The metaclass of TextParsers takes a whitespace named argument, which is a regular expression, or more commonly, a string that can be parsed into a regular expression. This becomes the definition of whitespace for all Parsers defined in this class body, making it so that whitespace as defined does not need to be explicitly captured and discarded. The default value is r'\s*'—all whitespace including newlines. With whitespace=None, no whitespace is ignored.

from parsita import *

class NumericListParsers(TextParsers, whitespace=r'[ ]*'):
    integer_list = '[' >> repsep(reg('(+-)?[0-9]+') > int, ',') << ']'

Pretty much every function in Parsita returns an object with type Parser. Various operators, like & and |, are defined so that Parsers can be combined to make new, more complex, parsers, hence the name "parser combinators".

Invoking a parser

Parser.parse

The only method of note on a Parser is the parse method. The parse method takes a str as input and returns an instance of the Result class, which has two subclasses Success and Failure. The standard way to test if a result is a Success or Failure is to use isinstance(result, Success). If Success, the parsed value can be obtained with result.value.

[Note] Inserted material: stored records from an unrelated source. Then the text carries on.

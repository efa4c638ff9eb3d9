//! In-memory port implementations for stage and executor tests.

use std::sync::{Arc, Mutex};

use async_trait::async_trait;
use pipeline::{
    CompletionRequest, ContextSource, DocumentWiki, IssueNumber, IssueRequest, LanguageModel,
    LlmError, PageDraft, PageId, PageReference, ProjectKey, PublishError, RunEvent, RunObserver,
    SourceContext, SpaceKey, TicketDraft, TicketKey, TicketReference, TicketTracker,
};

pub const VALID_REPLY: &str = r#"{
    "summary": "Add CSV export",
    "description": "Export the user list as CSV.",
    "acceptance_criteria": ["A", "B"],
    "confluence_content": "Line1\nLine2"
}"#;

pub fn issue() -> IssueRequest {
    IssueRequest {
        id: IssueNumber::new(7),
        title: "Export users".into(),
        body: "We need a CSV export.".into(),
    }
}

// ---------------------------------------------------------------------------

pub struct StaticContext(pub SourceContext);

impl ContextSource for StaticContext {
    fn collect(&self) -> SourceContext {
        self.0.clone()
    }
}

// ---------------------------------------------------------------------------

pub struct FakeModel {
    reply: Result<String, fn() -> LlmError>,
    requests: Arc<Mutex<Vec<CompletionRequest>>>,
}

impl FakeModel {
    pub fn replying(text: &str) -> Self {
        Self {
            reply: Ok(text.to_string()),
            requests: Arc::default(),
        }
    }

    pub fn failing(error: fn() -> LlmError) -> Self {
        Self {
            reply: Err(error),
            requests: Arc::default(),
        }
    }

    pub fn requests(&self) -> Arc<Mutex<Vec<CompletionRequest>>> {
        Arc::clone(&self.requests)
    }
}

#[async_trait]
impl LanguageModel for FakeModel {
    async fn complete(&self, request: &CompletionRequest) -> Result<String, LlmError> {
        self.requests.lock().unwrap().push(request.clone());
        match &self.reply {
            Ok(text) => Ok(text.clone()),
            Err(error) => Err(error()),
        }
    }
}

// ---------------------------------------------------------------------------

pub struct FakeTracker {
    project_key: ProjectKey,
    key: Option<String>,
    drafts: Arc<Mutex<Vec<TicketDraft>>>,
}

impl FakeTracker {
    pub fn succeeding(key: &str) -> Self {
        Self {
            project_key: ProjectKey::new("PROJ").unwrap(),
            key: Some(key.to_string()),
            drafts: Arc::default(),
        }
    }

    pub fn failing() -> Self {
        Self {
            project_key: ProjectKey::new("PROJ").unwrap(),
            key: None,
            drafts: Arc::default(),
        }
    }

    pub fn drafts(&self) -> Arc<Mutex<Vec<TicketDraft>>> {
        Arc::clone(&self.drafts)
    }
}

#[async_trait]
impl TicketTracker for FakeTracker {
    fn project_key(&self) -> &ProjectKey {
        &self.project_key
    }

    async fn create_ticket(&self, draft: &TicketDraft) -> Result<TicketReference, PublishError> {
        self.drafts.lock().unwrap().push(draft.clone());
        match &self.key {
            Some(key) => Ok(TicketReference {
                key: TicketKey::new(key.as_str()).unwrap(),
                browse_url: format!("https://tracker.example.com/browse/{key}"),
            }),
            None => Err(PublishError::Status {
                status: 500,
                body: "internal error".into(),
            }),
        }
    }
}

// ---------------------------------------------------------------------------

pub struct FakeWiki {
    space_key: SpaceKey,
    id: Option<String>,
    drafts: Arc<Mutex<Vec<PageDraft>>>,
}

impl FakeWiki {
    pub fn succeeding(id: &str) -> Self {
        Self {
            space_key: SpaceKey::new("DOCS").unwrap(),
            id: Some(id.to_string()),
            drafts: Arc::default(),
        }
    }

    pub fn failing() -> Self {
        Self {
            space_key: SpaceKey::new("DOCS").unwrap(),
            id: None,
            drafts: Arc::default(),
        }
    }

    pub fn drafts(&self) -> Arc<Mutex<Vec<PageDraft>>> {
        Arc::clone(&self.drafts)
    }
}

#[async_trait]
impl DocumentWiki for FakeWiki {
    fn space_key(&self) -> &SpaceKey {
        &self.space_key
    }

    async fn create_page(&self, draft: &PageDraft) -> Result<PageReference, PublishError> {
        self.drafts.lock().unwrap().push(draft.clone());
        match &self.id {
            Some(id) => Ok(PageReference {
                id: PageId::new(id.as_str()).unwrap(),
                title: draft.title.clone(),
            }),
            None => Err(PublishError::Timeout),
        }
    }
}

// ---------------------------------------------------------------------------

#[derive(Default)]
pub struct RecordingObserver(pub Arc<Mutex<Vec<RunEvent>>>);

impl RunObserver for RecordingObserver {
    fn on_event(&self, event: &RunEvent) {
        self.0.lock().unwrap().push(event.clone());
    }
}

If Failure, the error message can be obtained with result.message.

from parsita import *

class NumericListParsers(TextParsers, whitespace=r'[ ]*'):
    integer_list = '[' >> repsep(reg('(+-)?[0-9]+') > int, ',') << ']'

result = NumericListParsers.integer_list.parse('[1, 1, 2, 3, 5]')

if isinstance(result, Success):
    python_list = result.value
else:
    raise RuntimeError(result.message)

Result.or_die

Alternatively, result.or_die() returns the value if it is a Success and raises a ParseError exception with the message if it is a Failure. It is common to apply this immediately after the call to parse when an exception on failure is desired.

from parsita import *

class NumericListParsers(TextParsers, whitespace=r'[ ]*'):
    integer_list = '[' >> repsep(reg('(+-)?[0-9]+') > int, ',') << ']'

python_list = NumericListParsers.integer_list.parse('[1, 1, 2, 3, 5]').or_die()